Par son ton et son attitude, on voyait qu'il n'intervenait pas pour porter la contradiction mais pour calmer les esprits. Pourtant, tous les regards convergèrent vers lui et il dut donner des explications.

   - Je ne dis pas que c'est vrai ou que ça ne l'est pas. Je revendiquais seulement le droit d'être au-dessus de tout ça. C'est ma position : je suis un gay. J'ai un travail qui me plaît, et je tâche de mener ma vie sans déranger personne. Je paye mes impôts. En râlant, mais enfin je les paye, avec l'espoir qu'ils seront bien utilisés. Je n'aime pas l'idée que mes impôts servent à acheter des armes et à entretenir une armée qui nous encadre au lieu de nous défendre, et une police qui, si elle le pouvait, me passerait à tabac parce que je suis homo, mais je me résigne. Je ne proteste pas non plus parce qu'une partie de l'argent que j'ai gagné peut aller dans les poches de quelques politiciens ripous ou financer la bureaucratie de partis dont je n'ai absolument pas besoin. Je demande juste que, en plus, il y ait davantage d'écoles et d'hôpitaux, et que, si un jour je tombe malade, je ne me retrouve pas à la rue. Mais toute ma vie ne tourne pas autour de ça. Je vis en pensant à mes affaires, aux choses qui me concernent directement. Je ne suis peut-être pas un citoyen exemplaire. tant pis. Je me contente de ne pas être un citoyen ennuyeux. L'ennui me préoccupe beaucoup. Ce pays a perdu le sens de l'humour et la joie de vivre. Nous nous ennuyons et nous ennuyons les autres. La presse est ennuyeuse, la télévision est ennuyeuse, et les conversations, avec tout le respect que je vous dois, sont débiles. Et ne parlons pas du discours politique....

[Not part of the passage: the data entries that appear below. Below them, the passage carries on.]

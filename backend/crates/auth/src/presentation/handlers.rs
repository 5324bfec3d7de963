//! HTTP Handlers

use axum::Json;
use axum::body::Bytes;
use axum::extract::rejection::JsonRejection;
use axum::extract::{Extension, Path, State};
use axum::http::{HeaderMap, StatusCode};
use std::sync::Arc;

use platform::client::{ClientIdentityResolver, ForwardedForResolver};
use platform::clock::{Clock, SystemClock};
use platform::password::PasswordHasher;
use platform::rate_limit::{InMemoryRateLimitStore, RateLimitStore};

use crate::application::config::AuthConfig;
use crate::application::{
    AuthenticatedUser, RateLimiter, RefreshUseCase, SignInInput, SignInUseCase, SignOutInput,
    SignOutUseCase, SignUpInput, SignUpUseCase, StatelessTokenPolicy, TokenPolicy, TokenService,
    UpdateUserAccessInput, UpdateUserAccessUseCase,
};
use crate::domain::repository::UserRepository;
use crate::error::{AuthError, AuthResult};
use crate::presentation::dto::{
    LoginRequest, LoginResponse, LogoutRequest, MessageResponse, RefreshRequest, RefreshResponse,
    RegisterRequest, RegisterResponse, TokenPair, UpdateUserRequest, UserEnvelope, UserResponse,
};
use crate::presentation::middleware::bearer_token;

// ============================================================================
// State
// ============================================================================

/// Shared state for auth handlers
#[derive(Clone)]
pub struct AuthAppState<R>
where
    R: UserRepository + Clone + Send + Sync + 'static,
{
    pub repo: Arc<R>,
    pub config: Arc<AuthConfig>,
    pub hasher: PasswordHasher,
    pub tokens: Arc<TokenService>,
    pub policy: Arc<dyn TokenPolicy>,
    pub limiter: Arc<RateLimiter>,
    pub clock: Arc<dyn Clock>,
}

impl<R> AuthAppState<R>
where
    R: UserRepository + Clone + Send + Sync + 'static,
{
    /// State with the wall clock, stateless tokens and in-memory throttling
    pub fn new(repo: R, config: AuthConfig) -> AuthResult<Self> {
        Self::builder(repo, config).build()
    }

    pub fn builder(repo: R, config: AuthConfig) -> AuthAppStateBuilder<R> {
        AuthAppStateBuilder {
            repo,
            config,
            clock: Arc::new(SystemClock),
            policy: Arc::new(StatelessTokenPolicy),
            rate_limit_store: Arc::new(InMemoryRateLimitStore::new()),
            resolver: Arc::new(ForwardedForResolver),
        }
    }
}

/// Overrides for the pluggable parts of [`AuthAppState`]
pub struct AuthAppStateBuilder<R> {
    repo: R,
    config: AuthConfig,
    clock: Arc<dyn Clock>,
    policy: Arc<dyn TokenPolicy>,
    rate_limit_store: Arc<dyn RateLimitStore>,
    resolver: Arc<dyn ClientIdentityResolver>,
}

impl<R> AuthAppStateBuilder<R>
where
    R: UserRepository + Clone + Send + Sync + 'static,
{
    pub fn clock(mut self, clock: Arc<dyn Clock>) -> Self {
        self.clock = clock;
        self
    }

    pub fn token_policy(mut self, policy: Arc<dyn TokenPolicy>) -> Self {
        self.policy = policy;
        self
    }

    pub fn rate_limit_store(mut self, store: Arc<dyn RateLimitStore>) -> Self {
        self.rate_limit_store = store;
        self
    }

    pub fn client_resolver(mut self, resolver: Arc<dyn ClientIdentityResolver>) -> Self {
        self.resolver = resolver;
        self
    }

    pub fn build(self) -> AuthResult<AuthAppState<R>> {
        let hasher = PasswordHasher::new(&self.config.password)?;
        let tokens = Arc::new(TokenService::new(&self.config, self.clock.clone()));
        let limiter = Arc::new(RateLimiter::new(
            &self.config,
            self.rate_limit_store,
            self.resolver,
            self.clock.clone(),
        ));

        Ok(AuthAppState {
            repo: Arc::new(self.repo),
            config: Arc::new(self.config),
            hasher,
            tokens,
            policy: self.policy,
            limiter,
            clock: self.clock,
        })
    }
}

// ============================================================================
// Login
// ============================================================================

/// POST /api/auth/login
pub async fn login<R>(
    State(state): State<AuthAppState<R>>,
    payload: Result<Json<LoginRequest>, JsonRejection>,
) -> AuthResult<Json<LoginResponse>>
where
    R: UserRepository + Clone + Send + Sync + 'static,
{
    let Json(req) = payload?;

    let use_case = SignInUseCase::new(
        state.repo.clone(),
        state.hasher.clone(),
        state.tokens.clone(),
        state.clock.clone(),
    );

    let output = use_case
        .execute(SignInInput {
            user_name: req.username,
            password: req.password,
        })
        .await?;

    Ok(Json(LoginResponse {
        success: true,
        user: UserResponse::from(&output.user),
        tokens: TokenPair {
            access: output.access_token,
            refresh: output.refresh_token,
        },
    }))
}

// ============================================================================
// Register
// ============================================================================

/// POST /api/auth/register
pub async fn register<R>(
    State(state): State<AuthAppState<R>>,
    payload: Result<Json<RegisterRequest>, JsonRejection>,
) -> AuthResult<(StatusCode, Json<RegisterResponse>)>
where
    R: UserRepository + Clone + Send + Sync + 'static,
{
    let Json(req) = payload?;
    req.validate()?;

    let use_case = SignUpUseCase::new(
        state.repo.clone(),
        state.hasher.clone(),
        state.clock.clone(),
    );

    let user = use_case
        .execute(SignUpInput {
            user_name: req.username,
            email: req.email,
            password: req.password,
        })
        .await?;

    Ok((
        StatusCode::CREATED,
        Json(RegisterResponse {
            success: true,
            message: "User created".to_string(),
            user: UserResponse::from(&user),
        }),
    ))
}

// ============================================================================
// Refresh
// ============================================================================

/// POST /api/auth/refresh
pub async fn refresh<R>(
    State(state): State<AuthAppState<R>>,
    payload: Result<Json<RefreshRequest>, JsonRejection>,
) -> AuthResult<Json<RefreshResponse>>
where
    R: UserRepository + Clone + Send + Sync + 'static,
{
    let Json(req) = payload?;

    let use_case =
        RefreshUseCase::new(state.repo.clone(), state.tokens.clone(), state.policy.clone());
    let output = use_case.execute(&req.refresh_token).await?;

    Ok(Json(RefreshResponse {
        success: true,
        access_token: output.access_token,
        refresh_token: output.refresh_token,
    }))
}

// ============================================================================
// Logout
// ============================================================================

/// POST /api/auth/logout
///
/// Always 200. The body is optional and read leniently.
pub async fn logout<R>(
    State(state): State<AuthAppState<R>>,
    headers: HeaderMap,
    body: Bytes,
) -> Json<MessageResponse>
where
    R: UserRepository + Clone + Send + Sync + 'static,
{
    let req: LogoutRequest = serde_json::from_slice(&body).unwrap_or_default();

    let use_case = SignOutUseCase::new(state.tokens.clone(), state.policy.clone());
    use_case.execute(SignOutInput {
        access_token: bearer_token(&headers).map(str::to_owned),
        refresh_token: req.refresh_token,
    });

    Json(MessageResponse {
        success: true,
        message: "Logged out successfully".to_string(),
    })
}

// ============================================================================
// Current User (requires authentication)
// ============================================================================

/// GET /api/auth/me
pub async fn me(Extension(user): Extension<AuthenticatedUser>) -> Json<UserEnvelope> {
    Json(UserEnvelope {
        user: UserResponse::from(&user),
    })
}

// ============================================================================
// User Access (requires admin)
// ============================================================================

/// PATCH /api/auth/users/{user_id}
pub async fn update_user<R>(
    State(state): State<AuthAppState<R>>,
    Path(user_id): Path<String>,
    payload: Result<Json<UpdateUserRequest>, JsonRejection>,
) -> AuthResult<Json<UserEnvelope>>
where
    R: UserRepository + Clone + Send + Sync + 'static,
{
    let user_id = user_id
        .parse()
        .map_err(|_| AuthError::Validation("Invalid user id".to_string()))?;
    let Json(req) = payload?;

    let use_case = UpdateUserAccessUseCase::new(state.repo.clone(), state.clock.clone());
    let user = use_case
        .execute(UpdateUserAccessInput {
            user_id,
            role: req.role,
            is_active: req.is_active,
        })
        .await?;

    Ok(Json(UserEnvelope {
        user: UserResponse::from(&user),
    }))
}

   Les femmes l'écoutaient avec un sourire complice. Les hommes avec un sourire hargneux. Il éclata de rire.

   - J'ai trop parlé. Je ne suis pas seulement une folle, je suis une pie. J’espère ne pas vous avoir blessés.

   - Non, non, bien au contraire, dit Raurell.

   Mauricio ne dit rien mais, intérieurement, c'était vrai qu'il, se sentait blessé. Cette profession de foi apparemment sincère, débitée sur un ton théâtral et accompagnée de gestes doucereux, lui paraissait être une façon déguisée d'exprimer le plus grand mépris pour l’opinion des autres sans prendre le risque d'être contredit. Ce genre de tirades n'amuse que les femmes, pensait-il.

   Le dîner avançait à un bon rythme. La direction de l'établissement tenait à liquider le plus rapidement possible cette partie de la soirée afin de fermer la cuisine et de réduire le personnel de service.

   À une table éloignée, un invité proposa d'une voix forte de porter un toast aux nouveaux époux. Ceux-ci se mirent debout et levèrent leurs verres. Un chœur burlesque exigea qu'ils s'embrassent et, quand ils l'eurent fait, ce fut une tempête d'applaudissements, de vivats et de sifflets..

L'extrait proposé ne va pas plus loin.